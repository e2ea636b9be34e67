use crate::{
    model::{Money, Participant, ParticipantAmounts, Payment, SettlementResult, SplitConfig},
    services::{BalanceSettler, ObligationResolver, ShareCalculator},
};

/// Fewest participants for which a settlement is computed.
pub const MIN_PARTICIPANTS: usize = 2;

/// Runs share calculation, obligation resolution and balance settling in sequence.
///
/// Stateless: every call recomputes from the given snapshots and the result
/// owns all of its data.
#[derive(Clone, Copy, Debug, Default)]
pub struct SettlementEngine;

impl SettlementEngine {
    /// Whether the inputs are enough to settle (at least two participants and one payment).
    pub fn is_computable(participants: &[Participant], payments: &[Payment]) -> bool {
        participants.len() >= MIN_PARTICIPANTS && !payments.is_empty()
    }

    /// Calculate the settlement
    ///
    /// Returns `None` while the inputs are not yet computable; this is not an error.
    pub fn calculate(
        &self,
        participants: &[Participant],
        payments: &[Payment],
        config: &SplitConfig,
    ) -> Option<SettlementResult> {
        if !Self::is_computable(participants, payments) {
            tracing::debug!(
                participant_count = participants.len(),
                payment_count = payments.len(),
                "Settlement not computable yet"
            );
            return None;
        }

        let equal_shares = ShareCalculator.compute_equal_shares(participants, payments);
        let total_amount: Money = payments.iter().map(Payment::effective_amount).sum();
        let paid_amounts = Self::paid_amounts(participants, payments);
        let obligations = ObligationResolver.compute_obligations(
            participants,
            &equal_shares,
            total_amount,
            config,
        );
        let transfers = BalanceSettler.settle(participants, &paid_amounts, &obligations);

        tracing::debug!(
            participant_count = participants.len(),
            payment_count = payments.len(),
            method = ?config.method,
            total_amount = %total_amount,
            shared_total = %equal_shares.total(),
            obligation_total = %obligations.total(),
            transfer_count = transfers.len(),
            "Settlement calculated"
        );

        Some(SettlementResult {
            total_amount,
            equal_shares,
            paid_amounts,
            obligations,
            transfers,
        })
    }

    fn paid_amounts(participants: &[Participant], payments: &[Payment]) -> ParticipantAmounts {
        let mut paid = ParticipantAmounts::zeroed(participants);
        for payment in payments {
            if !paid.add_existing(&payment.payer, payment.effective_amount()) {
                tracing::warn!(
                    payment_id = %payment.id,
                    payer = %payment.payer,
                    amount = %payment.amount,
                    "Payer is not a participant; payment counts toward the total only"
                );
            }
        }
        paid
    }
}
//! Turns a `{type, path}` configuration into a verified absolute path.
//!
//! Model resolution is directory-oriented, audio resolution file-oriented;
//! the two share the same dispatch and differ only in the kind check at the
//! end. Nothing is cached between calls: the writable area can be cleared
//! externally, so existence is re-validated on every resolution.

use std::path::{Path, PathBuf};

use serde::{Deserialize, Serialize};
use thiserror::Error;

use super::assets::AssetStore;
use super::extract::{extract_asset, ExtractError};

/// Where a configured path should be looked up.
#[derive(Debug, Clone, Copy, PartialEq, Eq, Serialize, Deserialize)]
#[serde(rename_all = "lowercase")]
pub enum PathSource {
    /// Bundled in the read-only resource namespace; extracted on first use.
    Asset,
    /// Already on the filesystem; validated, never written.
    File,
    /// Asset first, filesystem second.
    Auto,
}

#[derive(Debug, Clone, Serialize, Deserialize)]
pub struct ModelPathConfig {
    #[serde(rename = "type")]
    pub source: PathSource,
    pub path: String,
}

impl ModelPathConfig {
    pub fn new(source: PathSource, path: impl Into<String>) -> Self {
        Self {
            source,
            path: path.into(),
        }
    }
}

#[derive(Error, Debug)]
pub enum ResolveError {
    #[error("invalid path config: {0}")]
    InvalidArgument(String),

    #[error("path does not exist: {0}")]
    PathNotFound(PathBuf),

    #[error("path is not a directory: {0}")]
    NotADirectory(PathBuf),

    #[error("path is not a regular file: {0}")]
    NotAFile(PathBuf),

    #[error("asset extraction failed: {0}")]
    Extract(#[from] ExtractError),

    #[error("path not found as asset or file: {path}. Asset error: {asset}. File error: {file}")]
    NoMatch {
        path: String,
        asset: Box<ResolveError>,
        file: Box<ResolveError>,
    },

    #[error("could not absolutize path {path}: {source}")]
    Absolutize {
        path: PathBuf,
        #[source]
        source: std::io::Error,
    },
}

/// What kind of filesystem object a resolution must produce.
#[derive(Debug, Clone, Copy, PartialEq, Eq)]
enum WantKind {
    Directory,
    File,
}

/// Resolve a model directory. Fails unless the result exists and is a
/// directory at the moment of return.
pub fn resolve_model_dir(
    store: &AssetStore,
    extract_root: &Path,
    config: &ModelPathConfig,
) -> Result<PathBuf, ResolveError> {
    resolve(store, extract_root, config, WantKind::Directory)
}

/// Resolve a single audio file. Fails unless the result exists and is a
/// regular file at the moment of return.
pub fn resolve_audio_file(
    store: &AssetStore,
    extract_root: &Path,
    config: &ModelPathConfig,
) -> Result<PathBuf, ResolveError> {
    resolve(store, extract_root, config, WantKind::File)
}

fn resolve(
    store: &AssetStore,
    extract_root: &Path,
    config: &ModelPathConfig,
    want: WantKind,
) -> Result<PathBuf, ResolveError> {
    if config.path.trim().is_empty() {
        return Err(ResolveError::InvalidArgument(
            "path must not be empty".to_string(),
        ));
    }

    match config.source {
        PathSource::Asset => resolve_asset(store, extract_root, &config.path, want),
        PathSource::File => resolve_file(&config.path, want),
        PathSource::Auto => {
            match resolve_asset(store, extract_root, &config.path, want) {
                Ok(path) => Ok(path),
                Err(asset_err) => {
                    log::debug!(
                        "auto resolution: asset branch failed for {} ({asset_err}), trying filesystem",
                        config.path
                    );
                    match resolve_file(&config.path, want) {
                        Ok(path) => Ok(path),
                        Err(file_err) => Err(ResolveError::NoMatch {
                            path: config.path.clone(),
                            asset: Box::new(asset_err),
                            file: Box::new(file_err),
                        }),
                    }
                }
            }
        }
    }
}

fn resolve_asset(
    store: &AssetStore,
    extract_root: &Path,
    logical: &str,
    want: WantKind,
) -> Result<PathBuf, ResolveError> {
    let extracted = extract_asset(store, extract_root, logical)?;
    check_kind(&extracted, want)?;
    absolutize(&extracted)
}

fn resolve_file(path: &str, want: WantKind) -> Result<PathBuf, ResolveError> {
    let path = Path::new(path);
    if !path.exists() {
        return Err(ResolveError::PathNotFound(path.to_path_buf()));
    }
    check_kind(path, want)?;
    absolutize(path)
}

fn check_kind(path: &Path, want: WantKind) -> Result<(), ResolveError> {
    match want {
        WantKind::Directory if !path.is_dir() => {
            Err(ResolveError::NotADirectory(path.to_path_buf()))
        }
        WantKind::File if !path.is_file() => Err(ResolveError::NotAFile(path.to_path_buf())),
        _ => Ok(()),
    }
}

fn absolutize(path: &Path) -> Result<PathBuf, ResolveError> {
    if path.is_absolute() {
        return Ok(path.to_path_buf());
    }
    std::path::absolute(path).map_err(|source| ResolveError::Absolutize {
        path: path.to_path_buf(),
        source,
    })
}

────────────────────────────────────────

What is expected: Which lines of the data above contain the string "serde"? Copy each of them.

Written solution:
use serde::{Deserialize, Serialize};
#[serde(rename_all = "lowercase")]
    #[serde(rename = "type")]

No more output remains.